HAL has invested enormous efforts into phased indigenisation of license-manufactured products. This has come at a considerable cost, but it has meant that license-production in India is not mere assembly but involves a progressive increase in indigenous content. HAL has produced hundreds of combat aircraft and helicopters under license and has achieved a high degree of indigenisation in these projects.

HAL has also consistently failed to achieve indigenisation targets set for the Su-30MKI programme with raw material production of the aircraft beginning later than expected and even now the import content by value for the type is at 40 per cent. Indigenisation levels have been at best modest for HAL’s license-manufactured products with even such long-produced items such as the BAE Hawk and the Dornier Do-228 having a disproportionate import content by value – 60 per cent in the case of the Do-228 and 58 per cent in the case of the Hawk. Whether this was due to poor contract negotiation or is a failing of HAL is debatable but it is undeniable that HAL’s licensed produced aircraft have a relatively high import content by value which in part contributes to their high cost compared to direct imports.

HAL produced and produces MiG-21, MiG27 and Su-30MKi aircraft under license from the USSR/Russia, Jaguars and Hawks from the UK, Dornier Do-228 from Germany, and Chetak and Cheetah helicopters from France. The degree of indigenisation achieved is broken down into indigenisation by content and indigenisation by value. By these measures, in the past, India achieved 90 per cent indigenisation by the content of the Chetak (72 per cent of its engine), 88 per cent of the Jaguar (84 per cent of its engine) and over 96 per cent of the MiG-21 Bison engine, again by content.

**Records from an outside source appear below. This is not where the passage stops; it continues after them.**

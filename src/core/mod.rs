//! # Core Selection Logic
//!
//! This module contains the menu's business logic.
//! It knows nothing about terminals, escape sequences or raw mode.
//!
//! ```text
//!                    ┌─────────────────────────┐
//!                    │         CORE            │
//!                    │  (this module)          │
//!                    │                         │
//!                    │  • Menu (session state) │
//!                    │  • Action (key intents) │
//!                    │  • update() (reducer)   │
//!                    │                         │
//!                    │  No I/O. Pure.          │
//!                    └───────────┬─────────────┘
//!                                │
//!                                ▼
//!                         ┌────────────┐
//!                         │    TUI     │
//!                         │  Adapter   │
//!                         │ (raw ANSI) │
//!                         └────────────┘
//! ```
//!
//! ## Modules
//!
//! - [`state`]: `SelectRequest`, `Menu` and the `Selection` outcome
//! - [`action`]: the `Action` enum and the `update()` reducer
//! - [`config`]: config file loading and resolution
//! - [`error`]: `SelectError`

pub mod action;
pub mod config;
pub mod error;
pub mod state;
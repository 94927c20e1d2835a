//! # Selection State
//!
//! ```text
//! SelectRequest (caller-owned, consumed by one session)
//! ├── items: Vec<String>      // labels, order-significant, duplicates allowed
//! ├── default_index: usize    // clamped to 0 when out of range
//! ├── prompt: String          // "" → DEFAULT_PROMPT
//! └── hint: String            // "" → DEFAULT_HINT
//!
//! Menu (session-owned)
//! ├── items, prompt, hint     // resolved copy of the request
//! └── selected: usize         // always in [0, items.len())
//! ```
//!
//! `Menu` only changes through `update(menu, action)` in action.rs.

use crate::core::error::SelectError;

pub const DEFAULT_PROMPT: &str = "Select:";
pub const DEFAULT_HINT: &str = "↑/↓ to move, Enter to select, q to cancel";

/// Everything one interactive session needs, apart from the terminal handles.
#[derive(Debug, Clone, PartialEq, Eq)]
pub struct SelectRequest {
    pub items: Vec<String>,
    pub default_index: usize,
    pub prompt: String,
    pub hint: String,
}

impl SelectRequest {
    pub fn new<I, S>(items: I) -> Self
    where
        I: IntoIterator<Item = S>,
        S: Into<String>,
    {
        Self {
            items: items.into_iter().map(Into::into).collect(),
            default_index: 0,
            prompt: String::new(),
            hint: String::new(),
        }
    }

    pub fn prompt(mut self, prompt: impl Into<String>) -> Self {
        self.prompt = prompt.into();
        self
    }

    pub fn hint(mut self, hint: impl Into<String>) -> Self {
        self.hint = hint.into();
        self
    }

    pub fn default_index(mut self, index: usize) -> Self {
        self.default_index = index;
        self
    }

    /// Preselect the first item equal to `label`. Leaves the default untouched when absent.
    pub fn default_label(mut self, label: &str) -> Self {
        if let Some(index) = self.items.iter().position(|item| item == label) {
            self.default_index = index;
        }
        self
    }
}

/// Outcome of a session that ended without an error.
#[derive(Debug, Clone, PartialEq, Eq)]
pub enum Selection {
    Selected { index: usize, label: String },
    Canceled,
}

impl Selection {
    pub fn label(&self) -> Option<&str> {
        match self {
            Selection::Selected { label, .. } => Some(label),
            Selection::Canceled => None,
        }
    }
}

/// Live session state: the resolved request plus the current index.
#[derive(Debug, Clone)]
pub struct Menu {
    items: Vec<String>,
    prompt: String,
    hint: String,
    selected: usize,
}

impl Menu {
    /// Validate a request and resolve its defaults.
    ///
    /// Fails with [`SelectError::NoItems`] for an empty item list.
    pub fn from_request(request: SelectRequest) -> Result<Self, SelectError> {
        let SelectRequest {
            items,
            default_index,
            prompt,
            hint,
        } = request;

        if items.is_empty() {
            return Err(SelectError::NoItems);
        }

        let selected = if default_index < items.len() {
            default_index
        } else {
            0
        };

        Ok(Self {
            items,
            prompt: non_empty_or(prompt, DEFAULT_PROMPT),
            hint: non_empty_or(hint, DEFAULT_HINT),
            selected,
        })
    }

    pub fn items(&self) -> &[String] {
        &self.items
    }

    pub fn prompt(&self) -> &str {
        &self.prompt
    }

    pub fn hint(&self) -> &str {
        &self.hint
    }

    pub fn selected(&self) -> usize {
        self.selected
    }

    pub fn selected_label(&self) -> &str {
        &self.items[self.selected]
    }

    /// Returns `true` if the selection moved, `false` if already at the top.
    pub fn move_up(&mut self) -> bool {
        if self.selected == 0 {
            return false;
        }
        self.selected -= 1;
        true
    }

    /// Returns `true` if the selection moved, `false` if already at the bottom.
    pub fn move_down(&mut self) -> bool {
        if self.selected + 1 >= self.items.len() {
            return false;
        }
        self.selected += 1;
        true
    }

    pub fn into_selection(self) -> Selection {
        let index = self.selected;
        let label = self.items.into_iter().nth(index).unwrap_or_default();
        Selection::Selected { index, label }
    }
}

fn non_empty_or(text: String, fallback: &str) -> String {
    if text.is_empty() {
        fallback.to_string()
    } else {
        text
    }
}

#[cfg(test)]
mod tests {
    use super::*;

    fn menu(items: &[&str], default_index: usize) -> Menu {
        Menu::from_request(SelectRequest::new(items.iter().copied()).default_index(default_index))
            .unwrap()
    }

    #[test]
    fn test_empty_items_rejected() {
        let result = Menu::from_request(SelectRequest::new(Vec::<String>::new()));
        assert!(matches!(result, Err(SelectError::NoItems)));
    }

    #[test]
    fn test_default_in_range_is_kept() {
        for d in 0..3 {
            assert_eq!(menu(&["a", "b", "c"], d).selected(), d);
        }
    }

    #[test]
    fn test_default_out_of_range_clamps_to_zero() {
        assert_eq!(menu(&["a", "b", "c"], 3).selected(), 0);
        assert_eq!(menu(&["a", "b", "c"], usize::MAX).selected(), 0);
    }

    #[test]
    fn test_empty_prompt_and_hint_fall_back() {
        let m = menu(&["a"], 0);
        assert_eq!(m.prompt(), DEFAULT_PROMPT);
        assert_eq!(m.hint(), DEFAULT_HINT);
    }

    #[test]
    fn test_custom_prompt_and_hint_kept() {
        let m = Menu::from_request(
            SelectRequest::new(["a"])
                .prompt("Select profile:")
                .hint("pick one"),
        )
        .unwrap();
        assert_eq!(m.prompt(), "Select profile:");
        assert_eq!(m.hint(), "pick one");
    }

    #[test]
    fn test_move_up_clamps_at_top() {
        let mut m = menu(&["a", "b"], 0);
        assert!(!m.move_up());
        assert_eq!(m.selected(), 0);
    }

    #[test]
    fn test_move_down_clamps_at_bottom() {
        let mut m = menu(&["a", "b"], 1);
        assert!(!m.move_down());
        assert_eq!(m.selected(), 1);
    }

    #[test]
    fn test_single_item_never_moves() {
        let mut m = menu(&["only"], 0);
        assert!(!m.move_up());
        assert!(!m.move_down());
        assert_eq!(m.selected_label(), "only");
    }

    #[test]
    fn test_default_label_picks_first_match() {
        let req = SelectRequest::new(["x", "dup", "dup"]).default_label("dup");
        assert_eq!(req.default_index, 1);
    }

    #[test]
    fn test_default_label_missing_keeps_index() {
        let req = SelectRequest::new(["x", "y"])
            .default_index(1)
            .default_label("nope");
        assert_eq!(req.default_index, 1);
    }

    #[test]
    fn test_duplicates_are_distinct_positions() {
        let mut m = menu(&["same", "same"], 0);
        assert!(m.move_down());
        assert_eq!(
            m.into_selection(),
            Selection::Selected {
                index: 1,
                label: "same".to_string()
            }
        );
    }
}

In more recent times, HAL has achieved a 75 per cent indigenisation by content of the Su-30MKI (60 per cent by value), 72 per cent indigenisation by the content of the BAE Hawk (42 per cent by value) and 73 per cent by the content of the Do-228 (40 percent by value). Contractual decisions as to indigenisation levels by content and value are decided by the priority to be given to the project and the timelines involved.

However, there is little doubt that HAL has been somewhat delinquent in keeping to delivery schedules with time lags being the norm rather than the exception. The Su-30MKI project, for example, has been delayed by three years while the upgrade of the Jaguar and Mirage 2000 fleets being undertaken by HAL have been delayed by five and two years, respectively.

HAL has two indigenous designs in production: the Light Combat Aircraft Tejas and the Advanced Light Helicopter Dhruv. The former is 75 per cent indigenous by content and 60 per cent indigenous by value while the latter is 75 per cent indigenous by content and 52 per cent indigenous by value. While over 150 Dhruv helicopters have been produced to date, plus additional numbers of a weaponized version called the Rudra, only ten Tejas combat aircraft have entered service with the No. 45 squadron of the Indian Air Force.